Broadcasting

Facebook Live will always have a dark side

Even with strict regulations, little can be done to prevent broadcasts of violent crimes.
Broadcasting

Facebook Live will always have a dark side

Even with strict regulations, little can be done to prevent broadcasts of violent crimes.

Steve Stephens, the Ohio man who fatally shot 74-year-old Robert Godwin Sr., uploaded the video to Facebook, and then bragged about his crime on Facebook Live, killed himself Tuesday after a police chase. But while Stephens’ death brings an end to one saga, the implications for Facebook may have just begun.

Holding Facebook responsible for what Stephens did, or for its impacts on the victim’s family and people who saw the video, is basically anathema in America. In other countries, however, Facebook and livestreaming are even more tightly regulated or even banned. What would have happened if Stephens had attempted his crime somewhere else?

Countries in Europe — especially Germany, which has strong consumer protection laws — are known for tougher regulations on companies that make up the internet, from Google to Yelp to the companies that own the physical network, and further abroad.
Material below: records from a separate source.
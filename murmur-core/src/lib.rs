//! # murmur-core
//!
//! Typewriter-reveal scheduling, line-wrapping layout, and single-window
//! admission for transient on-screen message windows.
//!
//! ## Features
//! - Glyph-by-glyph text reveal with a configurable pace
//! - Line wrapping against a fixed right margin
//! - Top/Center/Bottom window placement with horizontal centering
//! - At most one active window per session; overlapping requests are dropped
//! - Auto-dismissal after a configurable hold period
//!
//! The host rendering system stays behind the [`Host`] and [`Surface`]
//! traits: it supplies screen dimensions, glyph measurement, and scene
//! attach/detach. Everything here runs single-threaded, advanced by the
//! owner's update loop.
//!
//! ## Example
//!
//! ```
//! use murmur_core::{resolve, DisplayRequest, Position};
//!
//! let request = DisplayRequest::new("Hello!")
//!     .with_velocity_ms(50)
//!     .with_position(Position::Bottom)
//!     .with_hold_secs(5.0);
//!
//! let layout = resolve(&request, 1920, 1080);
//! assert_eq!(layout.width, 600);
//! assert_eq!(layout.y, 1080 - 200 - 10);
//! ```

mod gate;
mod host;
mod layout;
mod reveal;
mod types;
mod window;

pub use gate::AdmissionGate;
pub use host::{Host, Surface};
pub use layout::{resolve, Layout};
pub use reveal::{RevealPhase, TypewriterReveal};
pub use types::{DisplayRequest, Position, DEFAULT_HEIGHT, DEFAULT_WIDTH};
pub use window::Session;
mod app;
mod commands;
mod config;

use app::App;
use commands::Command;
use config::Config;

fn main() {
    // Initialize logging
    env_logger::init();

    // --- 1. LOAD CONFIG ---
    let config = Config::load_default().unwrap_or_else(|e| {
        log::warn!("Failed to load murmur.toml ({}), using defaults", e);
        Config::default()
    });

    // --- 2. CREATE COMMAND CHANNEL + APP ---
    let (sender, receiver) = commands::create_command_channel();
    let mut app = App::new(config, (1920, 1080), receiver);

    // --- 3. SCRIPTED DEMO ---
    // One message, plus an overlapping request that the admission gate drops.
    sender
        .send(Command::ShowMessage {
            message: "Hello from murmur!\nThis text appears one glyph at a time.".to_string(),
            velocity_ms: Some(50),
            width: None,
            height: None,
            position: Some("bottom".to_string()),
            hold_secs: Some(3.0),
        })
        .ok();
    sender
        .send(Command::ShowMessage {
            message: "This one arrives too early and is dropped.".to_string(),
            velocity_ms: None,
            width: None,
            height: None,
            position: None,
            hold_secs: None,
        })
        .ok();

    // Run the drive loop until the window has closed
    murmur_host::run(|delta| {
        app.process_commands();
        app.update(delta)
    });

    log::info!("demo finished");
}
Germany’s strict anti hate speech laws were used to crack down on Facebook after the company failed to get rid of 70 percent of illegal content including racist comments within 24 hours of being alerted to it. “We must increase the pressure on social networks,” Heiko Maas, Germany’s minister of justice and consumer protection, said in March.

In April, the cabinet voted to fine companies up to €50 million for failing to remove hate speech, terrorist propaganda, and fake news that is defamatory or incites hate, within 24 hours of a formal complaint.

What would have happened if Stephens had attempted his crime somewhere else?

“There is definitely a tendency in Germany to more heavily regulate social networks concerning the content that people are allowed to share, most specifically, when it comes to hate speech," said Zohar Efroni, an attorney in Berlin and former Stanford Center for Internet and Society fellow.

Had Stephens commited the same crime in Germany, however, the outcome probably would have been the same. The video of the murder and subsequent Facebook Live broadcast were viewable on Facebook for just two hours, and it took the company 20 minutes to remove it after it was flagged by users.

Legislation for live video is tricky, and particularly uncharted territory in Germany. Efroni says he’s unaware of any laws specific to Facebook Live, but that the challenge it presents is multifaceted. “The law should obviously prohibit the live broadcasting of crimes, but how do you enforce such a law without shutting down the platform completely?” He asked. “I think the solution lies in a combination of measures that are both legal and technological.”

Facebook Live expanded into Europe last year, and given Germany’s attitude toward these platforms, it is possible that it might one day pass additional restrictions for live broadcasts. Recently, the country’s Commission for Authorization and Supervision (ZAK) asked PietSmietTV, a popular user on the streaming platform Twitch, to file for a broadcasting license. The argument was that since Piet’s streams were round the clock, and scheduled, he was effectively operating as a TV network. The broadcasting authority, which functions like the German version of the FCC, admitted that its rules aren’t up to date with new technologies. In a press release, the ZAK claimed it was currently "intensively addressing the problem" of the increase in internet-enabled streams.

In countries with more overt censorship practices, the solution to live video streaming is complete control. In China, where Facebook has been blocked since 2009, legislation regulating live broadcasts passed last year, placing significant content restraints on anyone hoping to use live streaming tools on their own. The law prohibits streams from the country’s burgeoning crop of video broadcasting apps that "endanger national security and undermine social stability." Under the new regulations, Chinese streaming companies must have the technical capabilities to block live streams, and they must retain users’ personal information for 60 days.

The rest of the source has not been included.